Climate Impacts Nearly Half of U.S. Military Bases
By Alex Kirby
Once more, the administration of President Trump seems puzzled about how seriously—if at all—it should regard how climate effects strike U.S. military abilities.
In December the president listed the global threats he reckoned the U.S. was facing—and climate change didn't get a mention. Now, though, the U.S. Department of Defense says many of its bases are feeling the worrying impacts of climate change.
Around half of U.S. military bases worldwide are already experiencing those impacts, a Pentagon report says. A survey shows risks to military infrastructure related to climate and extreme weather are widespread, affecting nearly 50 percent of the 1,684 sites involved.
The survey, described as a vulnerability assessment, identifies several key categories of risk: flooding, both from storm surges and causes such as rain, snow, ice and river overflows; extreme heat and cold; wind; drought; and wildfire. The Pentagon says the risks are not confined to vulnerable coastal sites.
The survey paints what the Center for Climate & Security (CCS), a U.S. non-partisan policy institute composed of security and military experts, calls "a concerning picture of current climate change-related risks to military installations both at home and abroad."
John Conger, a senior policy adviser at the CCS, is a former U.S. deputy under-secretary of defense. He told the Climate News Network:
"This report represents the first survey of climate impacts across the Department of Defense's installation enterprise, and while it does not detail specific impacts, the breadth of impacts it reports is significant.
"No region is immune from climate impacts. This work will form the foundation of vulnerability assessments and mitigation planning in the future."
As rapid climate change is projected to intensify most of these risks during this century, the CCS said, it is reasonable to expect that military sites will become more vulnerable unless significant resources are devoted to adaptation, or the rate and scale of climate change are reduced.
"What is potentially significant about this survey … is how widespread climate change-related risks to military assets already are," it said.
The vulnerability statement insists that the Pentagon will do what it thinks necessary to protect its bases: "Our warfighters require bases from which to deploy, on which to train, or to live when they are not deployed.

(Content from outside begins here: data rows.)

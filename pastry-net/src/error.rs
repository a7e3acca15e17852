use thiserror::Error as ThisError;

/// Errors surfaced once a transport is in the picture. `CoreError` variants
/// that can still happen this far out (identity/not-found as local router
/// control flow) are folded in rather than duplicated.
#[derive(ThisError, Debug)]
pub enum NetError {
    #[error(transparent)]
    Core(#[from] pastry_core::CoreError),

    /// A dial or per-frame exchange exceeded `network_timeout`. Always
    /// converted into a table removal plus one re-plan at the send site,
    /// per the DeadNode propagation rule.
    #[error("peer unreachable within the network timeout: {0}")]
    DeadNode(String),

    /// A channel or table operation exceeded its own deadline, surfaced to
    /// the application rather than handled internally.
    #[error("operation timed out: {0}")]
    Timeout(String),

    #[error("codec error: {0}")]
    Codec(String),

    #[error(transparent)]
    Io(#[from] std::io::Error),

    /// An invariant was violated; always a programmer bug.
    #[error("impossible state: {0}")]
    ImpossibleState(String),
}

pub type NetResult<T> = Result<T, NetError>;

impl NetError {
    /// True for failures that should trigger removing the peer from all
    /// three tables and, for application sends, a single re-plan.
    pub fn is_dead_node(&self) -> bool {
        matches!(self, NetError::DeadNode(_))
    }
}
//! Runtime primitives shared across the pastry workspace: timestamps and
//! periodic tick tasks. Kept dependency-light so `pastry-core` can use it
//! without pulling in a networking stack.

mod tick_task;
mod timestamp;

pub use tick_task::{TickTask, TickTaskError};
pub use timestamp::{get_timestamp, Timestamp, TimestampDuration};

/// Sleep for the given number of milliseconds, regardless of async runtime.
/// `pastry-net` is tokio-only, so this is a thin wrapper, kept here so
/// `pastry-core`'s tests don't need to depend on `pastry-net`.
pub async fn sleep_ms(ms: u64) {
    tokio::time::sleep(std::time::Duration::from_millis(ms)).await;
}
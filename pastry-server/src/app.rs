use pastry_core::{LeafSetDump, Message, Node};
use pastry_net::ClusterCallbacks;
use tracing::{info, warn};

/// The demo application spec.md treats as an external collaborator: it
/// logs every callback the core fires and otherwise does nothing. A real
/// host would replace this with whatever it actually wants to do with
/// delivered payloads.
#[derive(Debug, Default, Clone, Copy)]
pub struct LoggingApp;

impl ClusterCallbacks for LoggingApp {
    fn on_error(&self, message: String) {
        warn!(%message, "cluster error");
    }

    fn on_deliver(&self, msg: &Message) {
        info!(
            key = %msg.key,
            sender = %msg.sender.id,
            payload_len = msg.payload.len(),
            "delivered locally"
        );
    }

    fn on_forward(&self, msg: &Message, next_hop: &Node) -> bool {
        info!(key = %msg.key, next_hop = %next_hop.id, "forwarding");
        true
    }

    fn on_new_leaves(&self, snapshot: &LeafSetDump) {
        info!(
            left = snapshot.left.len(),
            right = snapshot.right.len(),
            "leaf set changed"
        );
    }

    fn on_node_join(&self, node: &Node) {
        info!(peer = %node.id, "peer joined");
    }

    fn on_node_exit(&self, node: &Node) {
        info!(peer = %node.id, "peer left");
    }

    fn on_heartbeat(&self, node: &Node) {
        info!(peer = %node.id, proximity = node.raw_proximity, "heartbeat");
    }
}
use crate::error::{CoreError, CoreResult};
use crate::node::{Node, SelfIdentity};
use crate::node_id::{NodeId, NODE_ID_DIGITS};
use parking_lot::RwLock;
use serde::{Deserialize, Serialize};
use std::sync::Arc;
use tracing::{debug, trace};

const ROWS: usize = NODE_ID_DIGITS;
const COLS: usize = 16;

/// Outcome of [`RoutingTable::insert`], distinguishing a clean placement
/// from a refresh of an existing entry or a proximity tie-break that
/// displaced (or rejected) a candidate.
#[derive(Debug, Clone, PartialEq, Eq)]
pub enum InsertOutcome {
    /// The cell was empty; `n` was placed.
    Inserted,
    /// The cell held the same node id; its record was refreshed in place.
    Refreshed,
    /// The cell held a different node with worse effective proximity; it
    /// was evicted in favor of the candidate and is returned so the caller
    /// may decide what to do with it (nothing, by default).
    Displaced(Node),
    /// The cell held a different node with better-or-equal effective
    /// proximity than the candidate; the candidate was discarded.
    Rejected,
}

struct Inner {
    cells: Vec<Vec<Option<Node>>>,
}

impl Inner {
    fn new() -> Self {
        Self {
            cells: vec![vec![None; COLS]; ROWS],
        }
    }
}

/// The 32x16 prefix/digit grid. Cell `(r, c)` holds at most one peer
/// sharing exactly `r` leading digits with self and whose digit at
/// position `r` is `c`; the cell `(r, digit(self.id, r))` is never
/// populated since that would be self.
///
/// Guarded by a single `RwLock`, held for the duration of one logical
/// operation, with identity kept outside the lock since it never changes.
#[derive(Clone)]
pub struct RoutingTable {
    identity: SelfIdentity,
    inner: Arc<RwLock<Inner>>,
}

impl RoutingTable {
    pub fn new(identity: SelfIdentity) -> Self {
        Self {
            identity,
            inner: Arc::new(RwLock::new(Inner::new())),
        }
    }

    pub fn self_id(&self) -> NodeId {
        self.identity.id
    }

    /// Insert `n`. Fails with [`CoreError::IdentityError`] if `n` is self,
    /// and [`CoreError::InvalidArgument`] if `n` is the zero sentinel.
    pub fn insert(&self, n: Node) -> CoreResult<InsertOutcome> {
        if n.is_zero() {
            return Err(CoreError::InvalidArgument);
        }
        let r = self.identity.id.prefix_len(&n.id);
        if r >= ROWS {
            // n.id shares all 32 digits with self: n is self.
            return Err(CoreError::IdentityError);
        }
        let c = n.id.digit(r) as usize;

        let mut inner = self.inner.write();
        let outcome = match inner.cells[r][c].take() {
            None => {
                inner.cells[r][c] = Some(n);
                InsertOutcome::Inserted
            }
            Some(existing) if existing.id == n.id => {
                inner.cells[r][c] = Some(n);
                InsertOutcome::Refreshed
            }
            Some(existing) => {
                if self.identity.better_proximity(&n, &existing) {
                    inner.cells[r][c] = Some(n);
                    InsertOutcome::Displaced(existing)
                } else {
                    inner.cells[r][c] = Some(existing);
                    InsertOutcome::Rejected
                }
            }
        };
        if !matches!(outcome, InsertOutcome::Rejected) {
            let v = self.identity.versions.bump_routing();
            trace!(row = r, col = c, version = v, "routing table mutated");
        }
        Ok(outcome)
    }

    pub fn get(&self, id: NodeId) -> Option<Node> {
        let r = self.identity.id.prefix_len(&id);
        if r >= ROWS {
            return None;
        }
        let c = id.digit(r) as usize;
        let inner = self.inner.read();
        inner.cells[r][c]
            .as_ref()
            .filter(|n| n.id == id)
            .cloned()
    }

    /// Removing an absent node is a no-op.
    pub fn remove(&self, id: NodeId) -> Option<Node> {
        let r = self.identity.id.prefix_len(&id);
        if r >= ROWS {
            return None;
        }
        let c = id.digit(r) as usize;
        let mut inner = self.inner.write();
        if inner.cells[r][c].as_ref().map(|n| n.id) != Some(id) {
            return None;
        }
        let removed = inner.cells[r][c].take();
        if removed.is_some() {
            self.identity.versions.bump_routing();
            debug!(row = r, col = c, "routing table entry removed");
        }
        removed
    }

    /// Route toward `key`: exact cell first, then a scan of row `r` for any
    /// peer strictly closer to `key` than self (tie-broken by id). Returns
    /// [`CoreError::NodeNotFound`] if nothing qualifies, and
    /// [`CoreError::IdentityError`] if `key` is self's own id.
    pub fn route(&self, key: NodeId) -> CoreResult<Node> {
        let self_id = self.identity.id;
        let r = self_id.prefix_len(&key);
        if r >= ROWS {
            return Err(CoreError::IdentityError);
        }
        let c = key.digit(r) as usize;

        let inner = self.inner.read();
        if let Some(n) = &inner.cells[r][c] {
            return Ok(n.clone());
        }

        let self_col = self_id.digit(r) as usize;
        let self_dist = self_id.diff(&key);
        for row in r..ROWS {
            for col in 0..COLS {
                if row == r && col == self_col {
                    continue;
                }
                if let Some(q) = &inner.cells[row][col] {
                    let qd = q.id.diff(&key);
                    if qd < self_dist || (qd == self_dist && self_id.less(&q.id)) {
                        return Ok(q.clone());
                    }
                }
            }
        }
        Err(CoreError::NodeNotFound)
    }

    /// Flattened view of every populated cell, optionally restricted to
    /// specific rows and columns (used by the join protocol, which only
    /// shares rows at or below a hop's own prefix length with the new
    /// node).
    pub fn list(&self, rows: Option<&[usize]>, cols: Option<&[u8]>) -> Vec<Node> {
        let inner = self.inner.read();
        let mut out = Vec::new();
        for r in 0..ROWS {
            if let Some(rows) = rows {
                if !rows.contains(&r) {
                    continue;
                }
            }
            for c in 0..COLS {
                if let Some(cols) = cols {
                    if !cols.contains(&(c as u8)) {
                        continue;
                    }
                }
                if let Some(n) = &inner.cells[r][c] {
                    out.push(n.clone());
                }
            }
        }
        out
    }

    /// Wire-ready dump of the same subset `list` would return.
    pub fn export(&self, rows: Option<&[usize]>, cols: Option<&[u8]>) -> RoutingTableDump {
        RoutingTableDump {
            entries: self.list(rows, cols),
        }
    }

    pub fn entry_count(&self) -> usize {
        let inner = self.inner.read();
        inner
            .cells
            .iter()
            .flatten()
            .filter(|c| c.is_some())
            .count()
    }
}

#[derive(Debug, Clone, Default, Serialize, Deserialize)]
pub struct RoutingTableDump {
    pub entries: Vec<Node>,
}

#[cfg(test)]
mod tests {
    use super::*;

    fn identity(id: u128) -> SelfIdentity {
        SelfIdentity::new(NodeId::from_u128(id), "home".into(), 5)
    }

    fn node(id: u128) -> Node {
        Node::new(
            NodeId::from_u128(id),
            format!("local-{id}"),
            format!("global-{id}"),
            "home".into(),
        )
    }

    #[test]
    fn insert_places_at_prefix_len_and_digit() {
        let rt = RoutingTable::new(identity(0x1000_0000_0000_0000_0000_0000_0000_0000));
        let n = node(0x1200_0000_0000_0000_0000_0000_0000_0000);
        let r = rt.self_id().prefix_len(&n.id);
        let c = n.id.digit(r);
        rt.insert(n.clone()).unwrap();
        let fetched = rt.get(n.id).unwrap();
        assert_eq!(fetched.id, n.id);
        // re-derive the cell to check the placement invariant directly
        assert_eq!(r, rt.self_id().prefix_len(&n.id));
        assert_eq!(c, n.id.digit(r));
    }

    #[test]
    fn insert_self_is_identity_error() {
        let rt = RoutingTable::new(identity(42));
        let err = rt.insert(node(42)).unwrap_err();
        assert_eq!(err, CoreError::IdentityError);
    }

    #[test]
    fn insert_zero_node_is_invalid() {
        let rt = RoutingTable::new(identity(42));
        let err = rt.insert(Node::zero()).unwrap_err();
        assert_eq!(err, CoreError::InvalidArgument);
    }

    #[test]
    fn proximity_tie_break_keeps_lower_effective_proximity() {
        let rt = RoutingTable::new(identity(0));
        // two distinct ids that land in the same cell: same prefix_len and
        // digit relative to self id 0, e.g. both share a 0-length prefix
        // (self's own top digit is 0) and have the same top digit '1'
        let mut a = node(0x1000_0000_0000_0000_0000_0000_0000_0000);
        let mut b = node(0x1abc_0000_0000_0000_0000_0000_0000_0000);
        a.raw_proximity = 50;
        b.raw_proximity = 10;

        rt.insert(a.clone()).unwrap();
        let outcome = rt.insert(b.clone()).unwrap();
        assert_eq!(outcome, InsertOutcome::Displaced(a));
        assert_eq!(rt.get(b.id).unwrap().id, b.id);
        assert_eq!(rt.entry_count(), 1);
    }

    #[test]
    fn worse_candidate_is_rejected_and_original_kept() {
        let rt = RoutingTable::new(identity(0));
        let mut a = node(0x1000_0000_0000_0000_0000_0000_0000_0000);
        let mut b = node(0x1abc_0000_0000_0000_0000_0000_0000_0000);
        a.raw_proximity = 5;
        b.raw_proximity = 50;

        rt.insert(a.clone()).unwrap();
        let outcome = rt.insert(b).unwrap();
        assert_eq!(outcome, InsertOutcome::Rejected);
        assert_eq!(rt.get(a.id).unwrap().raw_proximity, 5);
    }

    #[test]
    fn remove_is_idempotent_for_absent_node() {
        let rt = RoutingTable::new(identity(0));
        assert!(rt.remove(NodeId::from_u128(999)).is_none());
        assert!(rt.remove(NodeId::from_u128(999)).is_none());
    }

    #[test]
    fn route_returns_exact_cell_when_present() {
        let rt = RoutingTable::new(identity(0));
        let n = node(0x1000_0000_0000_0000_0000_0000_0000_0000);
        rt.insert(n.clone()).unwrap();
        let routed = rt.route(n.id).unwrap();
        assert_eq!(routed.id, n.id);
    }

    #[test]
    fn route_falls_back_to_closer_peer_in_row() {
        let rt = RoutingTable::new(identity(0));
        // Put a peer in row 0 (shares 0 digits with self) under some other
        // column than the key's column, but numerically close to the key.
        let key = NodeId::from_u128(0x2000_0000_0000_0000_0000_0000_0000_0000);
        let near = node(0x1fff_0000_0000_0000_0000_0000_0000_0000);
        rt.insert(near.clone()).unwrap();

        let routed = rt.route(key).unwrap();
        assert_eq!(routed.id, near.id);
        assert!(routed.id.diff(&key) < rt.self_id().diff(&key));
    }

    #[test]
    fn route_self_key_is_identity_error() {
        let rt = RoutingTable::new(identity(7));
        assert_eq!(rt.route(NodeId::from_u128(7)).unwrap_err(), CoreError::IdentityError);
    }

    #[test]
    fn route_with_no_candidates_is_not_found() {
        let rt = RoutingTable::new(identity(0));
        assert_eq!(
            rt.route(NodeId::from_u128(123)).unwrap_err(),
            CoreError::NodeNotFound
        );
    }
}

"If extreme weather makes our critical facilities unusable or necessitates costly or manpower-intensive work-arounds, that is an unacceptable impact."
The CCS said the survey makes it clear that climate change is already affecting the U.S. military's ability to do its job, finding that many installations are "highly vulnerable to a variety of different types of extreme or severe weather events. Scientists expect heat waves, flooding, drought and wildfires to all increase over the coming decades."
On the president's December failure to include climate change in his list of global security threats to the U.S., Mr Conger said, "While it is unfortunate that mention of climate was dropped from the strategy, it isn't surprising.
"I expect the U.S. military will continue to focus on mission assurance efforts and it clearly recognizes climate change is one of the risks it must consider. The omission won't block the DoD from working on climate resilience, but its reduction in priority is likely to slow progress."
Beyond Harvey and Irma: Homeland Security in the #ClimateChange Era https://t.co/usqEF0kKuw https://t.co/wupv48ijQj— David Henderson Ⓥ🌱 🥗🐖🐔🐮❤️ (@David Henderson Ⓥ🌱 🥗🐖🐔🐮❤️)1505791534.0
Reposted with permission from our media associate Climate News Network.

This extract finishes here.